━━━ DATA FOR THIS EXERCISE ━━━
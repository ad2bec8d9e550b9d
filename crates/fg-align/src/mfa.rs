//! Multiple feature alignment.
//!
//! Participants hold vertically similar but not identical datasets. The
//! superset of every reported column gives the model's input (and output)
//! space; each participant pads the columns it lacks at the spacer indices.

use std::collections::{BTreeMap, BTreeSet};

use fg_types::{Action, AxisIndices, DatasetHeaders, DatasetMeta, SpacerIndices};

/// Sorted union of every participant's headers.
#[derive(Debug, Clone, Default, PartialEq, Eq)]
pub struct FeatureSuperset {
    pub x: Vec<String>,
    pub y: Vec<String>,
}

impl FeatureSuperset {
    pub fn from_headers<'a, I>(headers: I) -> Self
    where
        I: IntoIterator<Item = &'a DatasetHeaders>,
    {
        let mut x = BTreeSet::new();
        let mut y = BTreeSet::new();
        for dataset in headers {
            for meta in DatasetMeta::ALL {
                let meta_headers = dataset.get(meta);
                x.extend(meta_headers.x.iter().cloned());
                y.extend(meta_headers.y.iter().cloned());
            }
        }
        Self {
            x: x.into_iter().collect(),
            y: y.into_iter().collect(),
        }
    }

    /// Spacer indices of one participant. A partition without headers has
    /// nothing to pad.
    pub fn spacers_for(&self, headers: &DatasetHeaders) -> SpacerIndices {
        let mut spacers = SpacerIndices::default();
        for meta in DatasetMeta::ALL {
            let meta_headers = headers.get(meta);
            if meta_headers.x.is_empty() && meta_headers.y.is_empty() {
                continue;
            }
            spacers.set(
                meta,
                AxisIndices {
                    x: missing_positions(&self.x, &meta_headers.x),
                    y: missing_positions(&self.y, &meta_headers.y),
                },
            );
        }
        spacers
    }

    pub fn align_all(
        &self,
        headers: &BTreeMap<String, DatasetHeaders>,
    ) -> BTreeMap<String, SpacerIndices> {
        headers
            .iter()
            .map(|(participant_id, dataset)| (participant_id.clone(), self.spacers_for(dataset)))
            .collect()
    }

    pub fn input_size(&self) -> u64 {
        self.x.len() as u64
    }

    /// Output layer width. Binary classification uses a single logit.
    pub fn output_size(&self, action: Action) -> u64 {
        match (action, self.y.len()) {
            (Action::Classify, 2) => 1,
            (_, size) => size as u64,
        }
    }
}

fn missing_positions(superset: &[String], present: &[String]) -> Vec<usize> {
    let present: BTreeSet<&str> = present.iter().map(String::as_str).collect();
    superset
        .iter()
        .enumerate()
        .filter(|(_, header)| !present.contains(header.as_str()))
        .map(|(index, _)| index)
        .collect()
}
━━━
WHAT IS REQUIRED:
Copy all lines of the records in which the string "BTreeMap" can be found.

OUTPUT BELOW:
use std::collections::{BTreeMap, BTreeSet};
        headers: &BTreeMap<String, DatasetHeaders>,
    ) -> BTreeMap<String, SpacerIndices> {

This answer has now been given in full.